Als er dreizehn Jahre alt war, stand Tost zum ersten Mal vor einem der bunten Automaten. Damals im fränkischen Hof gab es in einer Gaststätte ein Flippergerät. Tost konnte nicht umhin, sein Taschengeld hineinzuwerfen. Nach der Ausbildung, zwanzig Jahre später, habe er sich den Automaten dann geholt. Mittlerweile hat er rund dreißig Geräte in seinem Keller.

In Ausgabe 12/12 stellte c't einen virtuellen Flipper in echtem Gehäuse vor.

Jedes Jahr findet die Flipper-Meisterschaft in einer anderen deutschen Stadt statt. "Nürnberg und Süddeutschland überhaupt waren noch ein weißer Fleck", erklärt Helmut Meyer, der die Veranstaltung für die "German Pinball Association" organisiert. Der Verein hat mehr als 300 Mitglieder und ist der größte Flipperverein in Deutschland.

Etwa 10 000 Flipperenthusiasten gibt es laut dem Verein in Deutschland. In Internetforen sind sie vernetzt. Doch die Veranstaltung in Nürnberg soll mehr sein als bloßes Klassentreffen der Flipper-Szene. Der Verein will Flippern als Sport etablieren und die Gäste an der Sammel- und Spielleidenschaft teilhaben lassen. Jeder kann kommen und an den Geräten daddeln – mit dem Eintritt sind alle Spielgebühren abgegolten. Wer sich in der Vorrunde qualifiziert, kann um den Titel spielen.

Roland Köllisch trägt eines der roten Helfer-T-Shirts. Er bezeichnet sich eher als Freizeitspieler. Vereinsmitglied ist er nicht. Trotzdem stehen zwölf Flipper in seinem Keller. Vor sechs Jahren hat er sich seinen ersten Automaten gekauft. Wie die anderen Spieler schwärmt er vom Erhalten und Restaurieren der Geräte. "Ich hab als Kind immer gebastelt mit Elektronik und Technik – da versteht man wenigstens noch so ein bisschen, wie die Geräte funktionieren und arbeiten."

Köllisch und Tost stehen in der Spielhalle vor dem "Medieval Madness". "Den will jeder haben", sagen die beiden. "Auch Leute, die noch nicht so oft gespielt haben, gehen zuerst da ran", berichtet Köllisch. Tost erklärt den Automaten: "Zuerst das Burgtor öffnen, dann kann man in die Burg reinschießen und sie zerstören – Drachen töten, Burgfräulein retten." Für das Sammlerstück ist Tost aus Hannover nach Linz gereist: mit dem Flugzeug nach München, mit dem Mietwagen nach Linz und im Schneesturm zurück nach Hannover. "Ich hatte Werkzeug dabei, um die Sitze auszubauen, dass der Flipper in den Wagen passt. Die hätten mich fast nicht ins Flugzeug gelassen."
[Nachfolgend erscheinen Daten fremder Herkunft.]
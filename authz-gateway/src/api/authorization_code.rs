use crate::auth::models::AuthorizationCodeEntity;
use crate::errors::ErrorDetails;
use crate::openapi::AUTHORIZATION_CODE_TAG;
use crate::state::AppState;
use axum::{
    extract::{Json, State},
    response::{IntoResponse, Response},
};
use http::StatusCode;
use serde::Serialize;
use serde_json::Value;
use utoipa::ToSchema;

/// Issuance request body, for OpenAPI documentation only.
/// The handler accepts any JSON and validates it field by field.
#[derive(Debug, Serialize, ToSchema)]
pub struct IssueAuthorizationCodeBody {
    /// Registered client identifier
    pub client_id: u64,
    /// Opaque state, at least 8 characters
    pub state: String,
    /// Absolute redirect URI registered for the client
    pub redirect_uri: String,
    /// UUID of the end user the code is issued for
    pub subject: String,
    /// Requested scopes, `openid` is always included
    pub scopes: Vec<String>,
}

#[utoipa::path(
    post,
    path = "/authorization/code",
    tag = AUTHORIZATION_CODE_TAG,
    request_body = IssueAuthorizationCodeBody,
    responses(
        (status = 201, description = "Authorization code issued", body = AuthorizationCodeEntity),
        (status = 400, description = "Request rejected by the provider", body = ErrorDetails),
        (status = 422, description = "Invalid request payload", body = ErrorDetails),
        (status = 500, description = "Internal server error", body = ErrorDetails)
    )
)]
pub(crate) async fn issue_authorization_code_handler(
    State(state): State<AppState>,
    Json(body): Json<Value>,
) -> Response {
    match state.auth.issue_authorization_code(body).await {
        Ok(entity) => (StatusCode::CREATED, Json(entity)).into_response(),
        Err(err) => {
            log::error!("Failed to issue authorization code: {}", err);
            err.into_response()
        }
    }
}
//! Field-level validation of authorization-code issuance requests.
//!
//! The schema is closed: unknown keys are reported as errors, and a `null`
//! value counts as an invalid value rather than an absent one. Every field is
//! checked, so a single call reports all violations at once.

use crate::auth::models::ValidationErrorMap;
use serde_json::{Map, Value};
use url::Url;
use uuid::Uuid;

pub const CLIENT_ID_MIN: u64 = 1;
pub const CLIENT_ID_MAX: u64 = 9_999_999_999_998;
pub const STATE_MIN_LENGTH: usize = 8;
pub const SUBJECT_LENGTH: usize = 36;
pub const SCOPE_MIN_LENGTH: usize = 5;
pub const SCOPE_MAX_LENGTH: usize = 32;

const CLIENT_ID: &str = "client_id";
const STATE: &str = "state";
const REDIRECT_URI: &str = "redirect_uri";
const SUBJECT: &str = "subject";
const SCOPES: &str = "scopes";

const RECOGNIZED_FIELDS: [&str; 5] = [CLIENT_ID, STATE, REDIRECT_URI, SUBJECT, SCOPES];

type FieldResult = Result<(), String>;

/// Validate an issuance request body, returning an empty map when it is valid
pub fn validate_issue_authorization_code(input: &Value) -> ValidationErrorMap {
    let empty = Map::new();
    let fields = input.as_object().unwrap_or(&empty);
    let mut errors = ValidationErrorMap::new();

    let checks: [(&str, fn(&Value) -> FieldResult); 4] = [
        (CLIENT_ID, check_client_id),
        (STATE, check_state),
        (REDIRECT_URI, check_redirect_uri),
        (SUBJECT, check_subject),
    ];
    for (field, check) in checks {
        let result = match present(fields, field) {
            Some(value) => check(value),
            None => Err(required(field)),
        };
        if let Err(message) = result {
            errors.insert(field.to_string(), message);
        }
    }

    match present(fields, SCOPES) {
        Some(value) => check_scopes(value, &mut errors),
        None => {
            errors.insert(SCOPES.to_string(), required(SCOPES));
        }
    }

    for key in fields.keys() {
        if !RECOGNIZED_FIELDS.contains(&key.as_str()) {
            errors.insert(key.clone(), format!("{} is not an allowed field", key));
        }
    }

    errors
}

/// Value of a field, treating `null` the same as a missing key
fn present<'a>(fields: &'a Map<String, Value>, field: &str) -> Option<&'a Value> {
    fields.get(field).filter(|value| !value.is_null())
}

fn required(field: &str) -> String {
    format!("{} is required", field)
}

fn check_client_id(value: &Value) -> FieldResult {
    let Some(client_id) = value.as_u64() else {
        return Err(format!("{} must be a positive integer", CLIENT_ID));
    };
    if !(CLIENT_ID_MIN..=CLIENT_ID_MAX).contains(&client_id) {
        return Err(format!(
            "{} must be between {} and {}",
            CLIENT_ID, CLIENT_ID_MIN, CLIENT_ID_MAX
        ));
    }
    Ok(())
}

fn check_state(value: &Value) -> FieldResult {
    let Some(state) = value.as_str() else {
        return Err(format!("{} must be a string", STATE));
    };
    if state.chars().count() < STATE_MIN_LENGTH {
        return Err(format!(
            "{} must be at least {} characters",
            STATE, STATE_MIN_LENGTH
        ));
    }
    Ok(())
}

fn check_redirect_uri(value: &Value) -> FieldResult {
    let invalid = || format!("{} must be an absolute URL", REDIRECT_URI);
    let uri = value.as_str().ok_or_else(invalid)?;
    let url = Url::parse(uri).map_err(|_| invalid())?;
    if url.cannot_be_a_base() {
        return Err(invalid());
    }
    Ok(())
}

fn check_subject(value: &Value) -> FieldResult {
    let invalid = || format!("{} must be a {} character UUID", SUBJECT, SUBJECT_LENGTH);
    let subject = value.as_str().ok_or_else(invalid)?;
    if subject.len() != SUBJECT_LENGTH || Uuid::try_parse(subject).is_err() {
        return Err(invalid());
    }
    Ok(())
}

fn check_scopes(value: &Value, errors: &mut ValidationErrorMap) {
    let Some(scopes) = value.as_array() else {
        errors.insert(SCOPES.to_string(), format!("{} must be an array", SCOPES));
        return;
    };
    if scopes.is_empty() {
        errors.insert(
            SCOPES.to_string(),
            format!("{} must contain at least one scope", SCOPES),
        );
        return;
    }

    for (index, scope) in scopes.iter().enumerate() {
        if let Err(message) = check_scope(scope) {
            errors.insert(format!("{}[{}]", SCOPES, index), message);
        }
    }
}

fn check_scope(value: &Value) -> FieldResult {
    let Some(scope) = value.as_str() else {
        return Err("scope must be a string".to_string());
    };
    let length = scope.chars().count();
    if !(SCOPE_MIN_LENGTH..=SCOPE_MAX_LENGTH).contains(&length) {
        return Err(format!(
            "scope must be between {} and {} characters",
            SCOPE_MIN_LENGTH, SCOPE_MAX_LENGTH
        ));
    }
    Ok(())
}
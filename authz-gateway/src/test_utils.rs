use crate::config::GatewayConfig;
use crate::create_app;
use crate::provider::ProviderClient;
use crate::state::AppState;
use axum::body::Body;
use axum::Router;
use http::{Method, Request, StatusCode};
use http_body_util::BodyExt;
use log::LevelFilter;
use serde::{de::DeserializeOwned, Serialize};
use serde_json::Value;
use tower::ServiceExt;
use wiremock::matchers;
use wiremock::Mock;
use wiremock::MockServer;
use wiremock::ResponseTemplate;

/// Test fixture with a mocked authorization provider.
///
/// Sets up a wiremock server standing in for the provider, a configuration
/// pointing at it, and the application router built on top.
///
/// # Examples
///
/// ```rust
/// #[tokio::test]
/// async fn test_endpoint() {
///     let fixture = TestFixture::new().await;
///
///     fixture
///         .add_provider_mock(
///             Method::POST,
///             "/api/auth/introspection",
///             json!({ "action": "OK" }),
///             StatusCode::OK,
///             1,
///         )
///         .await;
///
///     let response = fixture.post("/authorizer", &event).await;
///     response.assert_ok();
/// }
/// ```
pub struct TestFixture {
    /// The application router
    pub app: Router,
    /// Configuration pointing at the mock provider
    pub config: GatewayConfig,
    /// Mock server for the provider
    pub provider_mock: MockServer,
}

impl TestFixture {
    pub async fn new() -> Self {
        // Initialize test logger
        Self::setup_logger(LevelFilter::Debug);

        let provider_mock = MockServer::start().await;
        let config = GatewayConfig::for_test_with_mock(&provider_mock);
        let state = AppState::for_testing(&config);
        let app = create_app(state);

        Self {
            app,
            config,
            provider_mock,
        }
    }

    /// Initializes the test logger, later calls are ignored
    pub fn setup_logger(level: LevelFilter) {
        let _ = env_logger::builder()
            .filter_level(level)
            .is_test(true)
            .try_init();
    }

    /// A provider client configured against the mock server
    pub fn provider_client(&self) -> ProviderClient {
        ProviderClient::new(&self.config.provider).expect("Failed to create provider client")
    }

    /// Creates a request builder with a JSON content type
    pub fn request_builder(&self, method: Method, uri: impl AsRef<str>) -> http::request::Builder {
        Request::builder()
            .method(method)
            .uri(uri.as_ref())
            .header("Content-Type", "application/json")
    }

    /// Sends a GET request to the specified URI
    pub async fn get(&self, uri: impl AsRef<str>) -> TestResponse {
        let request = self
            .request_builder(Method::GET, uri)
            .body(Body::empty())
            .expect("Failed to build request");

        self.send(request).await
    }

    /// Sends a POST request with a JSON body to the specified URI
    pub async fn post<T: Serialize>(&self, uri: impl AsRef<str>, body: &T) -> TestResponse {
        let json_body = serde_json::to_vec(body).expect("Failed to serialize body to JSON");
        let request = self
            .request_builder(Method::POST, uri)
            .body(Body::from(json_body))
            .expect("Failed to build request");

        self.send(request).await
    }

    /// Sends a request through the router and collects the JSON body
    pub async fn send(&self, request: Request<Body>) -> TestResponse {
        let response = self
            .app
            .clone()
            .oneshot(request)
            .await
            .expect("Failed to send request");

        let status = response.status();
        let body = response
            .into_body()
            .collect()
            .await
            .expect("Failed to read response body")
            .to_bytes();

        // Try to parse as JSON, defaulting to empty object if parsing fails or empty body
        let json = if !body.is_empty() {
            serde_json::from_slice(&body).unwrap_or_else(|_| serde_json::json!({}))
        } else {
            serde_json::json!({})
        };

        TestResponse { status, json }
    }

    /// Adds a mock provider route answering with the given body and status.
    ///
    /// `expected_calls` is checked by `provider_mock.verify()`; pass 0 to
    /// assert the route is never reached.
    pub async fn add_provider_mock(
        &self,
        method: Method,
        path: impl Into<String>,
        response_body: impl Serialize,
        status_code: StatusCode,
        expected_calls: u64,
    ) {
        Mock::given(matchers::method(method.as_str()))
            .and(matchers::path(path.into()))
            .respond_with(ResponseTemplate::new(status_code.as_u16()).set_body_json(response_body))
            .expect(expected_calls)
            .mount(&self.provider_mock)
            .await;
    }
}

/// Response from a test request
pub struct TestResponse {
    /// HTTP status code
    pub status: StatusCode,
    /// Response body as JSON (if present and valid JSON)
    pub json: Value,
}

impl TestResponse {
    /// Asserts that the response has the expected status code
    ///
    /// # Panics
    ///
    /// Panics if the status code doesn't match the expected value.
    pub fn assert_status(&self, expected: StatusCode) -> &Self {
        assert_eq!(
            self.status,
            expected,
            "Expected status {} but got {} with body: {}",
            expected,
            self.status,
            serde_json::to_string_pretty(&self.json).unwrap_or_default()
        );
        self
    }

    /// Asserts that the response status is OK (200)
    pub fn assert_ok(&self) -> &Self {
        self.assert_status(StatusCode::OK)
    }

    /// Converts the response body to the specified type
    #[allow(dead_code)]
    pub fn json_as<T: DeserializeOwned>(&self) -> T {
        serde_json::from_value(self.json.clone()).expect("Failed to deserialize response JSON")
    }
}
Die Mechanik der Geräte ist sensibel, vor allem, wenn – wie an diesem Wochenende – acht Stunden am Tag an ihnen gerüttelt wird. Gummis, Lager – vieles kann kaputt gehen. Köllisch sagt, deswegen seien die Geräte in Gaststätten auch ausgestorben: "Wenn was ist, muss der Techniker ran."

In Deutschland gebe es nur eine gute Hand voll Spezialisten, die die alten Geräte reparieren könnten. Aber im Internet "da lässt Hilfe in den Foren oft nur wenige Stunden auf sich warten". Tost sieht das ähnlich: "Spielfeld lackieren, Münzkasten zerlegen, jedes Teil einzeln reinigen. Wenn du das gemacht hast, hast du einen funkelniegelnagelneuen Flipper – Baujahr 78." Dann ist so ein Gerät auch mal mehre tausend Euro wert. Bis es aber so weit ist, stecken gut hundert Stunden Arbeit im Gerät. "Dann kommen die Kumpels und es wird geknattert. Wie früher in der Kneipe", sagt Tost.